Brainstorming on the brochure

As per Michael's request, we have started brainstorming on what products/services we are offering to make a BIOwulf marketing brochure. This is a summary of a discussion with Matt Carbone and Michael Stern.
Questions to be answered before getting started with the brochure:
1 - who are our customers? (and who is going to read the brochure?)
2 - what problems can we solve for them?
3 - how can we solve them?
4 - what is the revenue model?

Tentative answers:
1 - Our customers are Big Pharmas/agricultural companies and startups building bio-medical instrumentation. The audience of the brochure will be high level decision makers with some scientific background.

2 - We use Machine Learning to solve a number of problems for which there is imcomplete knowledge but data is available in the form of examples. The examples can be images, spectra, genotype, associated with a teaching signal, e.g. which example is normal and which one reveals a malignancy. After learning the examples, the Learning Machine can make predictions on new unseen examples. A typical example is medical diagnosis. Typically, the examples have a large number of input components (pixels in an image, peaks in a spectrum, expression coefficients in a DNA microarray). We weed out useless components and reveals relevant ones. We exhibit subsets of complementary components that provide best prediction power. This can be used, for instance, to design an economic diagnosis test with very few measurements required. Our methods squeeze more information out of the data than others, they extract information from components that are usually discarded as noise.

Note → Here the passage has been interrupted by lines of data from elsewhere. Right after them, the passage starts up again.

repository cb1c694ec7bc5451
pub mod tracker;
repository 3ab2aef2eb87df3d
use std::path::{Path, PathBuf};

use anyhow::{Context, Result};
use serde::{Deserialize, Serialize};

/// Configuration for one pipeline run.
///
/// Resolution order: built-in defaults, then an optional `roster.toml` in
/// the working directory, then `ROSTER_*` environment variables, then the
/// CLI source-path argument.
#[derive(Debug, Clone, Serialize, Deserialize)]
#[serde(default)]
pub struct PipelineConfig {
    /// Path to the delimited source file.
    pub source_path: PathBuf,
    /// Path to the SQLite database holding both tables.
    pub database_path: PathBuf,
    /// Staging table, written once per run with the raw rows.
    pub staging_table: String,
    /// Destination table, written once per run with the cleaned records.
    pub clean_table: String,
    /// Minimum number of complete rows required to fit an imputation model.
    pub min_training_rows: usize,
}

impl Default for PipelineConfig {
    fn default() -> Self {
        Self {
            source_path: PathBuf::from("data/employee_data_source.csv"),
            database_path: PathBuf::from("employees.db"),
            staging_table: "employee_data_source".to_string(),
            clean_table: "employee_data".to_string(),
            min_training_rows: 10,
        }
    }
}

impl PipelineConfig {
    /// Load configuration from defaults, the optional config file, and the
    /// environment.
    pub fn load() -> Result<Self> {
        let mut config = match Self::from_file(Path::new("roster.toml"))? {
            Some(config) => config,
            None => Self::default(),
        };
        config.apply_env();
        Ok(config)
    }

    fn from_file(path: &Path) -> Result<Option<Self>> {
        if !path.exists() {
            return Ok(None);
        }
        let raw = std::fs::read_to_string(path)
            .with_context(|| format!("failed to read config file {}", path.display()))?;
        let config = toml::from_str(&raw)
            .with_context(|| format!("failed to parse config file {}", path.display()))?;
        Ok(Some(config))
    }

    fn apply_env(&mut self) {
        if let Ok(path) = std::env::var("ROSTER_SOURCE_PATH") {
            self.source_path = PathBuf::from(path);
        }
        if let Ok(path) = std::env::var("ROSTER_DB_PATH") {
            self.database_path = PathBuf::from(path);
        }
    }
}

#[cfg(test)]
mod tests {
    use super::*;

    #[test]
    fn defaults_match_the_two_named_tables() {
        let config = PipelineConfig::default();
        assert_eq!(config.staging_table, "employee_data_source");
        assert_eq!(config.clean_table, "employee_data");
        assert_eq!(config.min_training_rows, 10);
    }

    #[test]
    fn config_file_round_trip() {
        let config = PipelineConfig::default();
        let raw = toml::to_string(&config).unwrap();
        let parsed: PipelineConfig = toml::from_str(&raw).unwrap();
        assert_eq!(parsed.clean_table, config.clean_table);
    }

    #[test]
    fn partial_config_file_falls_back_to_defaults() {
        let parsed: PipelineConfig = toml::from_str("source_path = \"input.csv\"").unwrap();
        assert_eq!(parsed.source_path, PathBuf::from("input.csv"));
        assert_eq!(parsed.clean_table, "employee_data");
    }
}
use std::fs;
use tracing_subscriber::{fmt, prelude::*, EnvFilter};

/// Initializes the logging system with both console and file output.
pub fn init_logging() {
    // Ensure logs directory exists
    let _ = fs::create_dir_all("logs");

    // Daily-rotated JSON log file
    let file_appender = tracing_appender::rolling::daily("logs", "roster.log");
    let (non_blocking_writer, guard) = tracing_appender::non_blocking(file_appender);
    let file_layer = fmt::layer().json().with_writer(non_blocking_writer);

    // Human-readable console output
    let console_layer = fmt::layer()
        .with_target(true)
        .with_writer(std::io::stdout);

    // Respect RUST_LOG if set; otherwise default to verbose for our crates
    let env_filter = EnvFilter::try_from_default_env()
        .unwrap_or_else(|_| EnvFilter::new("roster_pipeline=debug,roster_core=debug,info"));

    tracing_subscriber::registry()
        .with(env_filter)
        .with(file_layer)
        .with(console_layer)
        .init();

    // Keep the guard alive for the process lifetime so logs are flushed on exit
    std::mem::forget(guard);
}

We can help big pharmas analyze their data and determine whether there exist components in the data with significant predictive power (e.g. interesting genes that explain a given phenotype, or that contribute most to a given phenotype but not to another one) and find singular examples of particular interest (e.g. borderline patients). We can help them merge information from various sources, theirs plus ours (gene, protein, textual data from medical abstracts) to refine the selection of the most relevant components. Our visualization tools do not just present results, the allow browsing throw alternative solutions and get back to the original data to understand the significance of the patterns dicovered. We can help medical instrumentation companies get more out of their sensors. We can co-develop with them general purpose software that will make their sensor more competitive by increasing the predictive power of the signal. We can custom design solutions to particular problems (e.g. the design a diagnosis test for a particular disease) by selecting the optimum conditions of utilization and training a predictor to obtain optimum performance. We can provide them with custom made tools to aid the design of such solutions for new problems (incorporating experiment design and the choice of optimum conditions). Further down the road (maybe never):
- We can offer regular (paying) schools to teach people about SVMs.
- We can provide consulting services.
- We can provide a library of tools available on-line by subscription.
People could also purchase of compiled code for embedding in applications.
- We can sell the drug target discovery platform

3 - We tightly team up with the customers to create dedicated/customized/tailored solution using SVMs and other analytic tools: one mathematician teamed up with one domain knowledge expert. We have a toolkit for internal use from which we design dedicated solutions. We interact with customers during development via the numerical lab (upload data to our server, download results). We analyze the data ourselves and provide results. We also let our partners do their own explorations. This allows us to refine our tools for their particular needs. We share the benefits of the results and let partners embbed software modules in their products. Our partner benefit from ML expertise and our exposure to a variety of problems through multiple partnership.

4 - We want to share the benefits of the use of our tools and discoveries made with our tools: - the discoveries made by our analysts on data provided during development (royalties can be charged on co-discoveries used in a product, e.g. a drug) - the discoveries made by our partners via the numerical lab (same) - the use of the numerical lab (easy to monitor, could be a subscription) - the purchase or use of our tools made by the customers of our partners (royalties on the sales or fee for use) We want to retain ML IP and software copyrights to analyse our own data and "resell" it to other customers. We can have a client server approach where we give away a client with little or no capability that is empowered by our server. If the client is bundled with the medical instruments, it is like Microsoft explorer that and MSM or Netscape and AOL. We can have free trials and get people hooked. The server model opens the door of many easy billing mechanisms. The challenge is the data privacy.